CVA16 and CVA6 co-circulated with EV-A71 during HFMD outbreaks in several countries3, 6, 10. Occasionally, these two viruses were more prominent than EV-A71, varying by year and region studied. In Thailand, all CVA16 clustered in genotype B1 (predominantly B1a and B1b)15. No CVA16 subgenotypes B1c and B2 were found in Thailand, while those have been sporadically reported in China, Malaysia, France and Japan5. Our previous study demonstrated that CVA16 subgenotype B1a had been persistently circulating in Thailand for two decades, suggesting that the genetic diversity of CVA16 was less than EV-A71. The CVA16 Thailand viruses were phylogenetically related to those reported in China and Vietnam15. Likewise, the CVA16 B1 was also the predominant genotype for HFMD cases in China from 2000 to 20185, 6, 46, and it is a recommended candidate for vaccine development47. On the other hand, HFMD outbreaks caused by CVA6 were more frequent in several countries in Europe, Northern America, and Asia48. Similarly, in Thailand, CVA6 virus had been identified as the principal etiologic agent responsible for HFMD outbreaks in 201216. After the outbreaks subsided, CVA6 became one of the common HFMD etiologic agents, co-circulating with EV-A71 and CVA16. Although the CVA6 comprised multiple genotypes (A–D) and subgenotypes (B1–B2, C1–C2, and D1–3), only subgenotype D3 is present in Thailand. This study demonstrated that our CVA6 virus was phylogenetically classified into four distinct clades (clades 1–4), suggesting multiple introductions of the viruses from different origins17.

Mutation and recombination, which drives the evolutionary process to significant genotypic and phenotypic variability, are common in enteroviruses49. The genetic changes leading to antigenic shifts might be responsible for causing outbreaks. Non-synonymous mutations in VP1 that lead to amino acid changes were common among enteroviruses. This study showed the mean rates of VP1 nucleotide substitutions in the range of 3.41–5.78 × 10–3 s/s/y among EV-A71, CVA16 and CVA6, which correspond with the other reports6, 17, 33, 38. As VP1 plays an essential role in protective immunity, the genetic change at the critical site in VP1 might yield the immune escape mutants that affect the vaccine efficacy.
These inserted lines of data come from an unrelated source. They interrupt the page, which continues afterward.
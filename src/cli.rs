use std::path::PathBuf;

use clap::Parser;

use crate::config::Settings;

/// Sort an MP3 folder by its tags and keep a catalog of it.
#[derive(Debug, Parser)]
#[command(name = "tracksort", version)]
pub struct Cli {
    /// Clean the catalog (missing files, duplicated paths) instead of crawling
    #[arg(short, long)]
    pub clean: bool,
    /// The folder to sort
    #[arg(short, long, value_name = "DIR")]
    pub folder: Option<PathBuf>,
    /// Maximum number of misplaced files to collect per run
    #[arg(short, long, value_name = "N")]
    pub limit: Option<usize>,
    /// Only update the catalog, do not move files
    #[arg(long)]
    pub no_move: bool,
    /// Catalog database file
    #[arg(long, value_name = "PATH", env = "TRACKSORT_STORE")]
    pub store: Option<PathBuf>,
}

#[derive(Debug, Copy, Clone, PartialEq, Eq)]
pub enum Mode {
    Crawl,
    Clean,
}

impl Cli {
    pub fn mode(&self) -> Mode {
        if self.clean { Mode::Clean } else { Mode::Crawl }
    }

    /// Flags win over every other settings source.
    pub fn apply(&self, settings: &mut Settings) {
        if let Some(folder) = &self.folder {
            settings.library.root = folder.clone();
        }
        if let Some(limit) = self.limit {
            settings.library.scan_limit = limit;
        }
        if self.no_move {
            settings.library.move_active = false;
        }
        if let Some(store) = &self.store {
            settings.store.path = Some(store.clone());
        }
    }
}
use std::fs;
use std::io;
use std::path::Path;

use tracing::{error, info, warn};

use crate::error::Result;

use super::model::Track;
use super::paths::{absolute_path, mtime_millis};
use super::store::{TrackFilter, TrackStore};

/// Drains misplaced rows and moves their files into place.
///
/// Every drained row is marked as relocated, even when the move was skipped
/// (`move_active = false`) or failed. The catalog then disagrees with the disk
/// until the next crawl and clean pick the file up again.
pub struct Relocator<'a, S> {
    root: &'a Path,
    batch_size: usize,
    move_active: bool,
    store: &'a mut S,
}

impl<'a, S: TrackStore> Relocator<'a, S> {
    pub fn new(root: &'a Path, batch_size: usize, move_active: bool, store: &'a mut S) -> Self {
        Self {
            root,
            batch_size,
            move_active,
            store,
        }
    }

    /// Returns the number of rows relocated.
    pub fn run(&mut self) -> Result<usize> {
        let mut count = 0;
        loop {
            let batch = self
                .store
                .filter_page(&TrackFilter::Misplaced, self.batch_size)?;
            if batch.is_empty() {
                break;
            }
            count += batch.len();
            for mut track in batch {
                self.relocate(&mut track)?;
            }
            info!(target: "progress", "moved files: {count}");
            self.store.commit()?;
        }
        Ok(count)
    }

    fn relocate(&mut self, track: &mut Track) -> Result<()> {
        let target = track
            .target_file_path
            .clone()
            .unwrap_or_else(|| track.file_path.clone());
        let src = absolute_path(self.root, &track.file_path);
        let dst = absolute_path(self.root, &target);

        let mut ready = src.exists();
        if !ready {
            warn!("source {} is gone", src.display());
        }
        if let Some(parent) = dst.parent() {
            if !parent.exists() {
                if let Err(err) = fs::create_dir_all(parent) {
                    error!("could not create {}: {err}", parent.display());
                    ready = false;
                }
            }
        }

        if ready {
            if self.move_active {
                info!("move {} to {}", src.display(), dst.display());
                if let Err(err) = move_file(&src, &dst) {
                    error!("could not move {} to {}: {err}", src.display(), dst.display());
                }
            } else {
                info!("moves disabled, leaving {} in place", src.display());
            }
        }

        track.file_path = target;
        track.file_path_correct = true;
        track.modification_date = mtime_millis(&dst).ok();
        self.store.upsert(track)?;
        Ok(())
    }
}

/// Rename, falling back to copy + delete across filesystems. Never
/// overwrites an existing file.
fn move_file(src: &Path, dst: &Path) -> io::Result<()> {
    if dst.exists() {
        return Err(io::Error::new(
            io::ErrorKind::AlreadyExists,
            format!("{} already exists", dst.display()),
        ));
    }
    if fs::rename(src, dst).is_ok() {
        return Ok(());
    }
    fs::copy(src, dst)?;
    fs::remove_file(src)
}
In addition to VP1 mutation, genetic recombination was an essential mechanism for intra-genomic rearrangements for genetic diversity and evolution. We have previously phylogenetically analyzed complete genome sequences and individual regions of the genome (including CDS, P1, P2, P3, VP1, VP2, VP3, VP4, 2A, 2B, 2C, 3A, 3B, 3C, and 3D regions) of EV-A71, CVA1614, and CVA6 for genetic recombination [unpublished data]. The result demonstrated several recombinants among our study viruses: EV-A71, CVA16, and CVA6, in which we identified the P2 and P3 regions as the recombination breakpoints.
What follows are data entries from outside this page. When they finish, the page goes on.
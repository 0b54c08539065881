use super::load::{default_config_path, default_store_path, resolve_config_path};
use super::schema::*;
use crate::naming::{FieldMode, LogicalField};
use std::sync::{Mutex, OnceLock};

static ENV_LOCK: OnceLock<Mutex<()>> = OnceLock::new();

fn env_lock() -> std::sync::MutexGuard<'static, ()> {
    ENV_LOCK
        .get_or_init(|| Mutex::new(()))
        .lock()
        .unwrap_or_else(|poisoned| poisoned.into_inner())
}

struct EnvGuard {
    key: &'static str,
    old: Option<std::ffi::OsString>,
}

impl EnvGuard {
    fn set(key: &'static str, val: &str) -> Self {
        let old = std::env::var_os(key);
        unsafe {
            std::env::set_var(key, val);
        }
        Self { key, old }
    }

    fn remove(key: &'static str) -> Self {
        let old = std::env::var_os(key);
        unsafe {
            std::env::remove_var(key);
        }
        Self { key, old }
    }
}

impl Drop for EnvGuard {
    fn drop(&mut self) {
        match self.old.take() {
            Some(v) => unsafe {
                std::env::set_var(self.key, v);
            },
            None => unsafe {
                std::env::remove_var(self.key);
            },
        }
    }
}

#[test]
fn resolve_config_path_prefers_tracksort_config_path() {
    let _lock = env_lock();
    let _g1 = EnvGuard::set("TRACKSORT_CONFIG_PATH", "/tmp/tracksort-test-config.toml");
    assert_eq!(
        resolve_config_path().unwrap(),
        std::path::PathBuf::from("/tmp/tracksort-test-config.toml")
    );
}

#[test]
fn default_config_path_prefers_xdg_config_home() {
    let _lock = env_lock();
    let _g1 = EnvGuard::set("XDG_CONFIG_HOME", "/tmp/xdg-config-home");
    let _g2 = EnvGuard::set("HOME", "/tmp/home-should-not-win");

    let p = default_config_path().unwrap();
    assert_eq!(
        p,
        std::path::PathBuf::from("/tmp/xdg-config-home")
            .join("tracksort")
            .join("config.toml")
    );
}

#[test]
fn default_config_path_falls_back_to_home_dot_config() {
    let _lock = env_lock();
    let _g1 = EnvGuard::remove("XDG_CONFIG_HOME");
    let _g2 = EnvGuard::set("HOME", "/tmp/home-dir");

    let p = default_config_path().unwrap();
    assert_eq!(
        p,
        std::path::PathBuf::from("/tmp/home-dir")
            .join(".config")
            .join("tracksort")
            .join("config.toml")
    );
}

#[test]
fn default_store_path_falls_back_to_local_share() {
    let _lock = env_lock();
    let _g1 = EnvGuard::remove("XDG_DATA_HOME");
    let _g2 = EnvGuard::set("HOME", "/tmp/home-dir");

    assert_eq!(
        default_store_path().unwrap(),
        std::path::PathBuf::from("/tmp/home-dir/.local/share/tracksort/catalog.sqlite3")
    );

    let settings = Settings {
        store: StoreSettings {
            path: Some("/srv/catalog.db".into()),
        },
        ..Settings::default()
    };
    assert_eq!(settings.store_path(), std::path::PathBuf::from("/srv/catalog.db"));
}

#[test]
fn defaults_are_valid() {
    let s = Settings::default();
    assert!(s.validate().is_ok());
    assert_eq!(s.library.batch_size, 100);
    assert!(s.library.move_active);
    assert_eq!(s.naming.rules.len(), 5);
}

#[test]
fn validate_rejects_zero_batch_size_and_empty_rules() {
    let mut s = Settings::default();
    s.library.batch_size = 0;
    assert!(s.validate().is_err());

    let mut s = Settings::default();
    s.naming.rules.clear();
    assert!(s.validate().is_err());
}

#[test]
fn settings_load_from_config_file() {
    let _lock = env_lock();

    let dir = tempfile::tempdir().unwrap();
    let cfg_path = dir.path().join("config.toml");
    std::fs::write(
        &cfg_path,
        r#"
[library]
root = "/srv/music"
batch_size = 25
scan_limit = 7
move_active = false
artifact_prefix = "._"

[store]
path = "/srv/catalog.sqlite3"

[[naming.rules]]
field = "artist"
mode = "group"
prefix = "/"
default = "Unknown"

[[naming.rules]]
field = "genre"
mode = "value"
default = "Misc"
values = [{ from = "Rock", to = "Guitars" }]

[[naming.rules]]
field = "title"
prefix = "/"
suffix = ".mp3"
"#,
    )
    .unwrap();

    let _g1 = EnvGuard::set("TRACKSORT_CONFIG_PATH", cfg_path.to_str().unwrap());
    let _g2 = EnvGuard::remove("TRACKSORT__LIBRARY__SCAN_LIMIT");

    let s = Settings::load().unwrap();
    assert_eq!(s.library.root, std::path::PathBuf::from("/srv/music"));
    assert_eq!(s.library.batch_size, 25);
    assert_eq!(s.library.scan_limit, 7);
    assert!(!s.library.move_active);
    assert_eq!(s.library.artifact_prefix, "._");
    assert_eq!(s.store_path(), std::path::PathBuf::from("/srv/catalog.sqlite3"));

    let rules = &s.naming.rules;
    assert_eq!(rules.len(), 3);
    assert_eq!(rules[0].field, LogicalField::Artist);
    assert_eq!(rules[0].mode, FieldMode::Group);
    assert_eq!(rules[0].default.as_deref(), Some("Unknown"));
    assert_eq!(rules[1].lookup("Rock"), Some("Guitars"));
    assert_eq!(rules[2].mode, FieldMode::Default);
    assert_eq!(rules[2].suffix.as_deref(), Some(".mp3"));
}

#[test]
fn settings_env_overrides_config_file() {
    let _lock = env_lock();

    let dir = tempfile::tempdir().unwrap();
    let cfg_path = dir.path().join("config.toml");
    std::fs::write(
        &cfg_path,
        r#"
[library]
scan_limit = 250
"#,
    )
    .unwrap();

    let _g1 = EnvGuard::set("TRACKSORT_CONFIG_PATH", cfg_path.to_str().unwrap());
    let _g2 = EnvGuard::set("TRACKSORT__LIBRARY__SCAN_LIMIT", "3");

    let s = Settings::load().unwrap();
    assert_eq!(s.library.scan_limit, 3);
}

#[test]
fn rules_file_replaces_inline_rules() {
    let dir = tempfile::tempdir().unwrap();
    let rules_path = dir.path().join("naming.toml");
    std::fs::write(
        &rules_path,
        r#"
[[rules]]
field = "TRACK"
mode = "numeric"
width = 2
"#,
    )
    .unwrap();

    let naming = NamingSettings {
        rules_file: Some(rules_path),
        ..NamingSettings::default()
    };
    let rules = naming.resolve_rules().unwrap();
    assert_eq!(rules.len(), 1);
    assert_eq!(rules[0].field, LogicalField::Track);
    assert_eq!(rules[0].width, Some(2));
}

#[test]
fn broken_rules_file_is_an_error() {
    let dir = tempfile::tempdir().unwrap();
    let rules_path = dir.path().join("naming.toml");
    std::fs::write(&rules_path, "[[rules]]\nfield = \"composer\"\n").unwrap();

    let naming = NamingSettings {
        rules_file: Some(rules_path.clone()),
        ..NamingSettings::default()
    };
    assert!(naming.resolve_rules().is_err());

    let missing = NamingSettings {
        rules_file: Some(dir.path().join("missing.toml")),
        ..NamingSettings::default()
    };
    assert!(missing.resolve_rules().is_err());
}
In conclusion, this study investigated the evolutionary dynamics and genetic history of EV-A71, CVA16, and CVA6, providing insight into a better understanding of molecular epidemiology. Multiple subgenotypes of EV-A71, CVA16, and various genetically distinct CVA6 clades have been introduced and co-circulated in Thailand. Genotypic/subgenotypic replacement, fluctuation and cyclical pattern of those viruses were observed along the two decades of observation. It is implied that the virus continues to evolve and potentially causes large-scale outbreaks in naïve-immune population. In addition, the emergence of new genotype/subgenotype, the intra- and inter-genotypic replacements, and the introductions of new variants generated by spontaneous mutation and genetic recombination raise the challenges for vaccine development, selection, and vaccination policy. The laboratory-based monitoring and epidemiological surveillance for genetic changes and evolutionary studies are necessary.